Maybe Don't Worry So Much About Russia

Last week Paul Rahe brought me considerable calm regarding Russia & Crimea, pointing out that whatever Mad Vlad's aspirations are, he simply doesn't have the resources to pull off his plans, and is in fact depleting his own economy. America isn't Russia's enemy, Rahe argues -- we're not even rivals, since our only interest in Russia at this point is as a trading partner.  Russia does have an enemy, though:
Russia is suffering a demographic implosion. It will be difficult for it to hold what it has. It is, moreover, well nigh impossible to get Russians to move to Siberia. It is not a pleasant place in which to live. The majority of those who live there today are not Russian. Many of them are Chinese who have journeyed north in search of well-paid work; and China, which is just across the border from Siberia, is an economic juggernaut increasingly desperate for resources of the very sort that are found in abundance in Siberia.
Vladimir Putin should think hard about the precedent he is setting in the Crimea. The day may come when China does to Russia in Siberia what he is trying to do right now to the Ukraine in the Crimea. Putin's government piously states that its only concern is to protect the majority Russian population in the Crimea from the Tatars and the Ukrainians there. China, in time, will say the like about the Chinese in Siberia. And when that day comes, he will have alienated everyone of any significance who might otherwise have rallied to Russia's defense.
That rings true to me, as does this:
Our aim for the past seven decades has been to reorder the world in such a fashion as to make war counter-productive. The name of the game is commerce. The weapon we deploy is simple and powerful. Those who agree to leave their neighbors alone and to allow freedom of commerce can profit from a a world-wide economic system that will enrich everyone. Those who buck that system and opt for imperial ventures will be contained, weakened, and defeated.
This is a lesson that France and Germany have taken to heart. But Vladimir Putin is simply too dumb to notice.
Conclusion: this is not good for Ukraine and Crimea right now, but in the long run Putin's only hurting Russia. 

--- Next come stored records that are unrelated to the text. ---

//! Domain error types
//!
//! This module defines the error hierarchy for leadflow.
//! All errors are domain-specific and don't expose third-party types.

use super::ids::SourceId;
use thiserror::Error;

/// Main leadflow error type
///
/// This is the primary error type used throughout the application.
/// It wraps engine failures and provides context for error handling.
#[derive(Debug, Error)]
pub enum LeadflowError {
    /// Configuration-related errors
    #[error("Configuration error: {0}")]
    Configuration(String),

    /// A request inside a batch failed validation
    #[error("Validation error: request {index}: {message}")]
    InvalidRequest { index: usize, message: String },

    /// Validation errors that are not tied to a single request
    #[error("Validation error: {0}")]
    Validation(String),

    /// Conversion engine errors
    #[error("Conversion engine error: {0}")]
    Engine(#[from] EngineError),

    /// Serialization/deserialization errors
    #[error("Serialization error: {0}")]
    Serialization(String),

    /// I/O errors
    #[error("I/O error: {0}")]
    Io(String),

    /// Generic errors with context
    #[error("{0}")]
    Other(String),
}

impl LeadflowError {
    /// Returns true for validation failures raised before the engine is called
    pub fn is_validation(&self) -> bool {
        matches!(
            self,
            LeadflowError::InvalidRequest { .. } | LeadflowError::Validation(_)
        )
    }

    /// Returns true when the engine refused one or more elements of a batch
    pub fn is_engine_rejection(&self) -> bool {
        matches!(self, LeadflowError::Engine(e) if e.is_rejection())
    }
}

/// Conversion engine errors
///
/// Either a structured rejection of specific batch elements, or a
/// system-level fault. Neither carries third-party client types.
#[derive(Debug, Error)]
pub enum EngineError {
    /// The engine refused one or more elements; nothing was committed
    #[error("Batch rejected: {}", format_failures(.failures))]
    Rejected { failures: Vec<ElementFailure> },

    /// The engine could not be reached
    #[error("Engine unavailable: {0}")]
    Unavailable(String),

    /// The engine did not answer in time
    #[error("Engine request timed out: {0}")]
    Timeout(String),

    /// The engine answered with something that cannot be interpreted
    #[error("Invalid engine response: {0}")]
    InvalidResponse(String),

    /// Any other engine-side fault
    #[error("Engine failure: {0}")]
    System(String),
}

impl EngineError {
    /// Returns true if this is an element-level rejection
    pub fn is_rejection(&self) -> bool {
        matches!(self, EngineError::Rejected { .. })
    }

    /// Per-element failures, empty for system faults
    pub fn failures(&self) -> &[ElementFailure] {
        match self {
            EngineError::Rejected { failures } => failures,
            _ => &[],
        }
    }
}

/// Reason the engine gave for refusing one batch element
#[derive(Debug, Clone, PartialEq, Eq)]
pub struct ElementFailure {
    /// Position of the element in the submitted batch
    pub index: usize,

    /// Source record the element referred to, when the engine reports it
    pub source_id: Option<SourceId>,

    /// Human-readable reason
    pub message: String,
}

impl ElementFailure {
    /// Creates a new element failure
    pub fn new(index: usize, message: impl Into<String>) -> Self {
        Self {
            index,
            source_id: None,
            message: message.into(),
        }
    }

    /// Sets the source ID
    pub fn with_source_id(mut self, source_id: SourceId) -> Self {
        self.source_id = Some(source_id);
        self
    }
}

impl std::fmt::Display for ElementFailure {
    fn fmt(&self, f: &mut std::fmt::Formatter<'_>) -> std::fmt::Result {
        match &self.source_id {
            Some(id) => write!(f, "[{}] {}: {}", self.index, id, self.message),
            None => write!(f, "[{}] {}", self.index, self.message),
        }
    }
}

fn format_failures(failures: &[ElementFailure]) -> String {
    if failures.is_empty() {
        return "no reason given".to_string();
    }
    failures
        .iter()
        .map(ToString::to_string)
        .collect::<Vec<_>>()
        .join("; ")
}

// Conversion from std::io::Error
impl From<std::io::Error> for LeadflowError {
    fn from(err: std::io::Error) -> Self {
        LeadflowError::Io(err.to_string())
    }
}

// Conversion from serde_json::Error
impl From<serde_json::Error> for LeadflowError {
    fn from(err: serde_json::Error) -> Self {
        LeadflowError::Serialization(err.to_string())
    }
}

// Conversion from toml parse errors
impl From<toml::de::Error> for LeadflowError {
    fn from(err: toml::de::Error) -> Self {
        LeadflowError::Configuration(format!("TOML parse error: {err}"))
    }
}
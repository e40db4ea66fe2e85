//! Validate config command implementation
//!
//! This module implements the `validate-config` command for validating
//! the leadflow configuration file.

use super::{EXIT_INVALID, EXIT_SUCCESS};
use crate::config::LeadflowConfig;
use crate::domain::Result;
use clap::Args;

/// Arguments for the validate-config command
#[derive(Args, Debug)]
pub struct ValidateArgs {}

impl ValidateArgs {
    /// Execute the validate-config command
    ///
    /// `config` is the result of loading `config_path`.
    pub async fn execute(
        &self,
        config_path: &str,
        config: Result<LeadflowConfig>,
    ) -> anyhow::Result<i32> {
        tracing::info!(config_path = %config_path, "Validating configuration");

        println!("🔍 Validating configuration file: {config_path}");
        println!();

        // load_config validates as part of loading
        let config = match config {
            Ok(c) => c,
            Err(e) => {
                println!("❌ Configuration is invalid");
                println!("   Error: {e}");
                return Ok(EXIT_INVALID);
            }
        };

        println!("✅ Configuration is valid");
        println!();
        println!("Configuration Summary:");
        println!("  Log Level: {}", config.application.log_level);
        println!("  Dry Run: {}", config.application.dry_run);
        println!("  Engine Endpoint: {}", config.engine.convert_url());
        println!(
            "  Engine Token: {}",
            if config.engine.api_token.is_some() {
                "set"
            } else {
                "not set"
            }
        );
        println!("  Timeout: {}s", config.engine.timeout_seconds);
        println!("  TLS Verify: {}", config.engine.tls_verify);
        println!("  Max Batch Size: {}", config.batch.max_batch_size);
        if config.logging.local_enabled {
            println!(
                "  File Logging: {} ({})",
                config.logging.local_path, config.logging.local_rotation
            );
        } else {
            println!("  File Logging: disabled");
        }
        println!();

        Ok(EXIT_SUCCESS)
    }
}
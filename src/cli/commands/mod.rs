//! CLI command implementations
//!
//! Every command returns the process exit code:
//!
//! | Code | Meaning |
//! |------|---------|
//! | 0 | Success |
//! | 2 | Configuration or validation error |
//! | 3 | Batch rejected by the conversion engine |
//! | 5 | Fatal or system error |

pub mod convert;
pub mod describe;
pub mod init;
pub mod validate;

use crate::domain::LeadflowError;

/// Exit code for a successful command
pub const EXIT_SUCCESS: i32 = 0;
/// Exit code for configuration and validation errors
pub const EXIT_INVALID: i32 = 2;
/// Exit code for an engine rejection
pub const EXIT_REJECTED: i32 = 3;
/// Exit code for fatal and system errors
pub const EXIT_FATAL: i32 = 5;

/// Map an error to the exit code reported for it
pub fn exit_code_for(error: &LeadflowError) -> i32 {
    match error {
        LeadflowError::Configuration(_)
        | LeadflowError::InvalidRequest { .. }
        | LeadflowError::Validation(_)
        | LeadflowError::Serialization(_) => EXIT_INVALID,
        LeadflowError::Engine(e) if e.is_rejection() => EXIT_REJECTED,
        _ => EXIT_FATAL,
    }
}
//! Integration tests for the batch conversion flow
//!
//! A recording engine stands in for the external conversion engine so the
//! tests can see exactly what was submitted, and how often.

use async_trait::async_trait;
use leadflow::adapters::engine::{
    ConversionEngine, EngineRequest, EngineResult, HttpConversionEngine,
};
use leadflow::config::{BatchConfig, EngineConfig};
use leadflow::core::convert::BatchConverter;
use leadflow::domain::{
    ConversionRequest, ElementFailure, EngineError, LeadflowError, RecordId, SourceId,
};
use std::sync::{Arc, Mutex};

/// Engine that records batches and rejects any source id it is told to
#[derive(Default)]
struct RecordingEngine {
    batches: Mutex<Vec<Vec<EngineRequest>>>,
    reject: Vec<(String, String)>,
}

impl RecordingEngine {
    fn rejecting(source_id: &str, reason: &str) -> Self {
        Self {
            batches: Mutex::new(Vec::new()),
            reject: vec![(source_id.to_string(), reason.to_string())],
        }
    }

    fn batches(&self) -> Vec<Vec<EngineRequest>> {
        self.batches.lock().unwrap().clone()
    }
}

#[async_trait]
impl ConversionEngine for RecordingEngine {
    async fn convert(
        &self,
        requests: &[EngineRequest],
    ) -> Result<Vec<EngineResult>, EngineError> {
        self.batches.lock().unwrap().push(requests.to_vec());

        let failures: Vec<ElementFailure> = requests
            .iter()
            .enumerate()
            .filter_map(|(index, request)| {
                self.reject
                    .iter()
                    .find(|(id, _)| id == request.source_id.as_str())
                    .map(|(_, reason)| {
                        ElementFailure::new(index, reason.clone())
                            .with_source_id(request.source_id.clone())
                    })
            })
            .collect();

        if !failures.is_empty() {
            return Err(EngineError::Rejected { failures });
        }

        Ok(requests
            .iter()
            .map(|request| {
                let id = request.source_id.as_str();
                EngineResult {
                    source_id: request.source_id.clone(),
                    account_id: Some(
                        request
                            .account_id
                            .clone()
                            .unwrap_or_else(|| record(&format!("001{id}"))),
                    ),
                    contact_id: Some(
                        request
                            .contact_id
                            .clone()
                            .unwrap_or_else(|| record(&format!("003{id}"))),
                    ),
                    opportunity_id: if request.suppresses_opportunity() {
                        None
                    } else {
                        Some(
                            request
                                .opportunity_id
                                .clone()
                                .unwrap_or_else(|| record(&format!("006{id}"))),
                        )
                    },
                }
            })
            .collect())
    }

    fn describe(&self) -> String {
        "recording engine".to_string()
    }
}

fn record(id: &str) -> RecordId {
    RecordId::new(id).unwrap()
}

fn requests_from_json(json: &str) -> Vec<ConversionRequest> {
    serde_json::from_str(json).unwrap()
}

fn converter(engine: Arc<RecordingEngine>) -> BatchConverter {
    BatchConverter::new(engine, &BatchConfig::default())
}

#[tokio::test]
async fn test_suppressed_and_named_opportunities() {
    let requests = requests_from_json(
        r#"[
            {"sourceId": "L1", "convertedStatus": "Qualified", "createOpportunity": false},
            {"sourceId": "L2", "convertedStatus": "Qualified", "opportunityName": "Big Deal"}
        ]"#,
    );

    let engine = Arc::new(RecordingEngine::default());
    let outcomes = converter(engine.clone())
        .convert_batch(&requests)
        .await
        .unwrap();

    assert_eq!(outcomes.len(), 2);
    assert_eq!(outcomes[0].source_id.as_str(), "L1");
    assert!(outcomes[0].account_id.is_some());
    assert!(outcomes[0].contact_id.is_some());
    assert!(outcomes[0].opportunity_id.is_none());
    assert_eq!(outcomes[1].opportunity_id, Some(record("006L2")));

    let batches = engine.batches();
    assert_eq!(batches.len(), 1);
    assert_eq!(batches[0][0].do_not_create_opportunity, Some(true));
    assert_eq!(batches[0][1].opportunity_name.as_deref(), Some("Big Deal"));
    assert!(batches[0][1].do_not_create_opportunity.is_none());
}

#[tokio::test]
async fn test_existing_targets_are_linked() {
    let requests = requests_from_json(
        r#"[{
            "sourceId": "L7",
            "convertedStatus": "Qualified",
            "accountTarget": "001EXIST",
            "contactTarget": "003EXIST",
            "opportunityTarget": "006EXIST",
            "ownerId": "005OWNER",
            "overwriteSource": true
        }]"#,
    );

    let engine = Arc::new(RecordingEngine::default());
    let report = converter(engine.clone()).run(&requests).await.unwrap();

    let outcome = &report.outcomes[0];
    assert_eq!(outcome.account_id, Some(record("001EXIST")));
    assert_eq!(outcome.contact_id, Some(record("003EXIST")));
    assert_eq!(outcome.opportunity_id, Some(record("006EXIST")));
    assert_eq!(report.summary.accounts_linked, 1);
    assert_eq!(report.summary.contacts_linked, 1);
    assert_eq!(report.summary.opportunities_created, 0);

    let submitted = &engine.batches()[0][0];
    assert_eq!(submitted.owner_id, Some(record("005OWNER")));
    assert_eq!(submitted.overwrite_lead_source, Some(true));
}

#[tokio::test]
async fn test_one_rejection_fails_the_whole_batch() {
    let requests = requests_from_json(
        r#"[
            {"sourceId": "L1", "convertedStatus": "Qualified"},
            {"sourceId": "L2", "convertedStatus": "Qualified"},
            {"sourceId": "L3", "convertedStatus": "Qualified"}
        ]"#,
    );

    let engine = Arc::new(RecordingEngine::rejecting("L2", "lead is already converted"));
    let err = converter(engine.clone())
        .convert_batch(&requests)
        .await
        .unwrap_err();

    assert!(err.is_engine_rejection());
    match err {
        LeadflowError::Engine(EngineError::Rejected { failures }) => {
            assert_eq!(failures.len(), 1);
            assert_eq!(failures[0].index, 1);
            assert_eq!(failures[0].source_id, Some(SourceId::new("L2").unwrap()));
            assert_eq!(failures[0].message, "lead is already converted");
        }
        other => panic!("expected rejection, got {other:?}"),
    }

    // Submitted once, whole batch, nothing retried
    assert_eq!(engine.batches().len(), 1);
    assert_eq!(engine.batches()[0].len(), 3);
}

#[tokio::test]
async fn test_blank_status_stops_batch_before_engine() {
    let requests = requests_from_json(
        r#"[
            {"sourceId": "L1", "convertedStatus": "Qualified"},
            {"sourceId": "L2", "convertedStatus": "   "}
        ]"#,
    );

    let engine = Arc::new(RecordingEngine::default());
    let err = converter(engine.clone())
        .convert_batch(&requests)
        .await
        .unwrap_err();

    assert!(matches!(err, LeadflowError::InvalidRequest { index: 1, .. }));
    assert!(engine.batches().is_empty());
}

#[test]
fn test_missing_mandatory_fields_fail_to_deserialize() {
    for json in [
        r#"[{"convertedStatus": "Qualified"}]"#,
        r#"[{"sourceId": "L1"}]"#,
        r#"[{"sourceId": "", "convertedStatus": "Qualified"}]"#,
    ] {
        assert!(
            serde_json::from_str::<Vec<ConversionRequest>>(json).is_err(),
            "expected failure for {json}"
        );
    }
}

#[tokio::test]
async fn test_batch_limit_from_config() {
    let requests = requests_from_json(
        r#"[
            {"sourceId": "L1", "convertedStatus": "Qualified"},
            {"sourceId": "L2", "convertedStatus": "Qualified"}
        ]"#,
    );

    let engine = Arc::new(RecordingEngine::default());
    let converter = BatchConverter::new(engine.clone(), &BatchConfig { max_batch_size: 1 });

    let err = converter.convert_batch(&requests).await.unwrap_err();
    assert!(err.is_validation());
    assert!(engine.batches().is_empty());
}

#[tokio::test]
async fn test_concurrent_batches_are_independent() {
    let engine = Arc::new(RecordingEngine::rejecting("BAD", "invalid status"));
    let converter = Arc::new(converter(engine.clone()));

    let good = requests_from_json(
        r#"[{"sourceId": "A1", "convertedStatus": "Qualified"},
            {"sourceId": "A2", "convertedStatus": "Qualified"}]"#,
    );
    let bad = requests_from_json(
        r#"[{"sourceId": "B1", "convertedStatus": "Qualified"},
            {"sourceId": "BAD", "convertedStatus": "Qualified"}]"#,
    );

    let (good_result, bad_result) =
        tokio::join!(converter.convert_batch(&good), converter.convert_batch(&bad));

    let outcomes = good_result.unwrap();
    assert_eq!(outcomes[0].source_id.as_str(), "A1");
    assert_eq!(outcomes[1].source_id.as_str(), "A2");
    assert!(bad_result.unwrap_err().is_engine_rejection());
    assert_eq!(engine.batches().len(), 2);
}

#[tokio::test]
async fn test_outcomes_serialize_with_explicit_nulls() {
    let requests = requests_from_json(
        r#"[{"sourceId": "L1", "convertedStatus": "Qualified", "createOpportunity": false}]"#,
    );

    let outcomes = converter(Arc::new(RecordingEngine::default()))
        .convert_batch(&requests)
        .await
        .unwrap();

    let json = serde_json::to_value(&outcomes).unwrap();
    assert_eq!(json[0]["sourceId"], "L1");
    assert_eq!(json[0]["accountId"], "001L1");
    assert!(json[0]["opportunityId"].is_null());
}

#[tokio::test]
async fn test_http_engine_end_to_end() {
    let mut server = mockito::Server::new_async().await;
    let mock = server
        .mock("POST", "/lead-conversions")
        .match_body(mockito::Matcher::Json(serde_json::json!({
            "allOrNone": true,
            "requests": [{"sourceId": "L1", "convertedStatus": "Qualified", "doNotCreateOpportunity": true}]
        })))
        .with_status(200)
        .with_header("content-type", "application/json")
        .with_body(
            r#"{"results": [{"sourceId": "L1", "accountId": "001A", "contactId": "003C", "opportunityId": null}]}"#,
        )
        .create_async()
        .await;

    let mut engine_config = EngineConfig::new(server.url());
    engine_config.timeout_seconds = 5;
    let engine = Arc::new(HttpConversionEngine::new(engine_config).unwrap());
    let converter = BatchConverter::new(engine, &BatchConfig::default());

    let requests = requests_from_json(
        r#"[{"sourceId": "L1", "convertedStatus": "Qualified", "createOpportunity": false}]"#,
    );
    let outcomes = converter.convert_batch(&requests).await.unwrap();

    mock.assert_async().await;
    assert_eq!(outcomes[0].account_id, Some(record("001A")));
    assert!(outcomes[0].opportunity_id.is_none());
}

Deep breath, everyone calm down.

That was last week. This morning Rahe has a follow-up that's genuinely alarming. Maybe too much so, maybe it's just alarmist. But read not only the piece but the intelligent comments. The question is what China will learn from Russia's Crimea gambit --and Obama's manifest weakness. Rahe speculates that Taiwan might be in danger. His interlocutors think that's too much, but Japan's South Sea interests might be in real danger.  RTWT.